WORK REQUEST:
Search the entries for the word "Deserialize" and pull out each line that has it.

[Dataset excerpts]
== Segment start ==
//! Fixed-budget batch runs over several independent colonies.
//!
//! A [`BatchRunner`] owns `simulators` colonies built from the same nodes and
//! configuration, each with its own seed (`seed + k` for the k-th colony).
//! Every iteration steps each colony once and records its iteration-best
//! distance, which yields the table a [`BatchReport`] writes as a CSV log.
//!
//! Rendering is left to the caller: [`BatchRunner::run_with`] hands the
//! iteration's tours and the colonies (and so their pheromone matrices) to an
//! observer after every iteration.

mod error;
mod report;

#[cfg(feature = "serde")]
use serde::{Deserialize, Serialize};

use crate::colony::{ColonyConfig, ColonySimulator};
use crate::node::{parse_nodes, Node};
use crate::tour::Tour;

pub use error::BatchError;
pub use report::BatchReport;

/// Size of a batch run.
#[derive(Debug, Clone, PartialEq, Eq)]
#[cfg_attr(feature = "serde", derive(Serialize, Deserialize))]
#[cfg_attr(feature = "serde", serde(default))]
pub struct BatchConfig {
    /// Number of independent colonies.
    pub simulators: usize,
    /// Steps applied to every colony.
    pub iterations: usize,
    /// Seed of the first colony.
    pub seed: u64,
}

impl BatchConfig {
    /// Checks that the batch does at least one step of one colony.
    pub fn validate(&self) -> Result<(), BatchError> {
        if self.simulators < 1 {
            return Err(BatchError::InvalidConfiguration {
                parameter: "simulators",
                reason: "must be at least 1".to_string(),
            });
        }
        if self.iterations < 1 {
            return Err(BatchError::InvalidConfiguration {
                parameter: "iterations",
                reason: "must be at least 1".to_string(),
            });
        }
        Ok(())
    }
}

impl Default for BatchConfig {
    fn default() -> Self {
        Self {
            simulators: 20,
            iterations: 20,
            seed: 0,
        }
    }
}

/// Drives a set of colonies for a fixed number of iterations.
#[derive(Debug)]
pub struct BatchRunner {
    simulators: Vec<ColonySimulator>,
    iterations: usize,
    label: String,
}

impl BatchRunner {
    /// Builds every colony up front; fails without running anything if any
    /// parameter is invalid.
    pub fn new(
        nodes: Vec<Node>,
        colony: ColonyConfig,
        batch: BatchConfig,
    ) -> Result<Self, BatchError> {
        batch.validate()?;

        let label = colony.to_string();
        let simulators = (0..batch.simulators as u64)
            .map(|k| {
                ColonySimulator::new(nodes.clone(), colony.clone(), batch.seed.wrapping_add(k))
            })
            .collect::<Result<Vec<_>, _>>()?;

        Ok(Self {
            simulators,
            iterations: batch.iterations,
            label,
        })
    }

    /// Builds a runner from a text node list (see [`parse_nodes`]).
    pub fn from_node_list(
        input: &str,
        colony: ColonyConfig,
        batch: BatchConfig,
    ) -> Result<Self, BatchError> {
        Self::new(parse_nodes(input)?, colony, batch)
    }

    /// The colonies driven by this runner.
    pub fn simulators(&self) -> &[ColonySimulator] {
        &self.simulators
    }

    /// Runs the whole batch.
    pub fn run(self) -> Result<BatchReport, BatchError> {
        self.run_with(|_, _, _| {})
    }

    /// Runs the whole batch, calling `observer` after every iteration with
    /// the 1-based iteration number, each colony's iteration-best tour, and
    /// the colonies themselves.
    pub fn run_with<F>(mut self, mut observer: F) -> Result<BatchReport, BatchError>
    where
        F: FnMut(usize, &[Tour], &[ColonySimulator]),
    {
        let mut rows = Vec::with_capacity(self.iterations);
        let mut best: Option<Tour> = None;

        for iteration in 1..=self.iterations {
            let tours = self
                .simulators
                .iter_mut()
                .map(|sim| sim.step())
                .collect::<Result<Vec<_>, _>>()?;

            for tour in &tours {
                if best.as_ref().map_or(true, |b| tour.distance < b.distance) {
                    best = Some(tour.clone());
                }
            }

            tracing::debug!(
                iteration,
                first_distance = tours[0].distance,
                "batch iteration finished"
            );

            rows.push(tours.iter().map(|t| t.distance).collect());
            observer(iteration, &tours, &self.simulators);
        }

        let best = best.ok_or_else(|| BatchError::InvalidConfiguration {
            parameter: "iterations",
            reason: "must be at least 1".to_string(),
        })?;

        Ok(BatchReport {
            label: self.label,
            rows,
            best,
        })
    }
}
== Segment end ==
REPLY:
use serde::{Deserialize, Serialize};
#[cfg_attr(feature = "serde", derive(Serialize, Deserialize))]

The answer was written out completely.